Una delle cose che dagli anni Sessanta in poi ha fatto più appassionare, divertire e giocare i bambini italiani e di buona parte del mondo è l'album Calciatori delle figurine Panini. La raccolta delle immaginette dei giocatori, quasi come veri e propri "santini laici", a cominciare dal campionato di calcio 1960/61 ha visto crescere un successo di pubblico inarrestabile che ha permesso alla Casa Editrice Panini di diventare un vero e proprio colosso editoriale di respiro internazionale.
La storia di come sia nata questa idea folle e geniale ce la racconta in questo bellissimo libro Luigi Garlando, giornalista sportivo della Gazzetta dello Sport, nonché abile scrittore. Partendo da inizio Novecento, la storia comincia con il capostipite della famiglia, Antonio Panini, e con il racconto della sua vita contadina, della sua esperienza nella Prima Guerra Mondiale, del Fascismo e della schiera di figli messi al mondo e da far crescere. Poi, con la sua prematura scomparsa, di come la moglie Olga insieme agli otto figli abbia investito nell'edicola di corso Duomo a Modena e di come tale investimento abbia fatto scoccare l'idea che negli anni è diventata uno dei marchi di fabbrica italiani più famosi al mondo.
Il racconto si basa sui fatti reali, raccontati però dall'autore con quell'abilità romanzesca che appassiona e coinvolge il lettore e lo rende partecipe delle cadute e dei successi di una delle iniziative familiari e imprenditoriali più iconiche del nostro Paese.

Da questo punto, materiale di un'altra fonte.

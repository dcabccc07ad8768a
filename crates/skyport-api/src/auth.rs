use axum::extract::Request;
use axum::middleware::Next;
use axum::response::Response;
use skyport_types::ids::AccountId;
use uuid::Uuid;

use crate::error::ApiError;

/// Resolves the authenticated operator making a management-surface request.
///
/// Access-key issuance and end-user authentication are out of scope (spec
/// §1): an upstream gateway is expected to resolve a caller's access key to
/// an account and forward it as a bearer token carrying that account's id.
/// This layer only parses that token and stashes the resulting [`AccountId`]
/// in the request's extensions; handlers pull it back out with
/// `Extension<AccountId>`.
pub async fn require_account(mut request: Request, next: Next) -> Result<Response, ApiError> {
    let header = request
        .headers()
        .get(axum::http::header::AUTHORIZATION)
        .and_then(|v| v.to_str().ok())
        .ok_or(ApiError(skyport_types::StoreError::Unauthorized))?;

    let token = header
        .strip_prefix("Bearer ")
        .ok_or(ApiError(skyport_types::StoreError::Unauthorized))?;

    let id = Uuid::parse_str(token.trim()).map_err(|_| ApiError(skyport_types::StoreError::Unauthorized))?;
    request.extensions_mut().insert(AccountId(id));

    Ok(next.run(request).await)
}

Nell'Italia del secondo Dopoguerra, in terra d'Emilia, l'anelito di ricostruzione, di creare una vita nuova, di scommettere sul futuro è così prorompente che sono molte le eccellenze che fioriscono. Una di queste è proprio la famiglia Panini, che seppe sfruttare, con la caparbietà, la determinazione e l'insopprimibile ottimismo tipico degli emiliani, un'idea apparentemente folle: visto il crescente amore degli italiani per il calcio, perché non creare un album con le foto dei giocatori delle squadre? Nessuno si sarebbe immaginato lo straordinario successo che questa idea avrebbe generato e l'entusiasmo che avrebbe suscitato nei giovani. Un amore che a sessant'anni di distanza non accenna a diminuire. L'azienda di famiglia, dove nei primi anni Sessanta le figurine si mescolavano con la zangola per fare il burro e le bustine le impacchettavano le suorine del vicino convento, diventa col tempo un'azienda con 600 dipendenti, tecnologie al top mondiale e un fatturato da multinazionale.
Un esempio di uno straordinario successo italiano nel mondo che questo libro ci fa rivivere passo dopo passo, facendoci entusiasmare e appassionare e rinnovandoci l'ammirazione e il rispetto che noi italiani per primi dovremmo avere per noi stessi e per le nostre capacità, spesso uniche al mondo.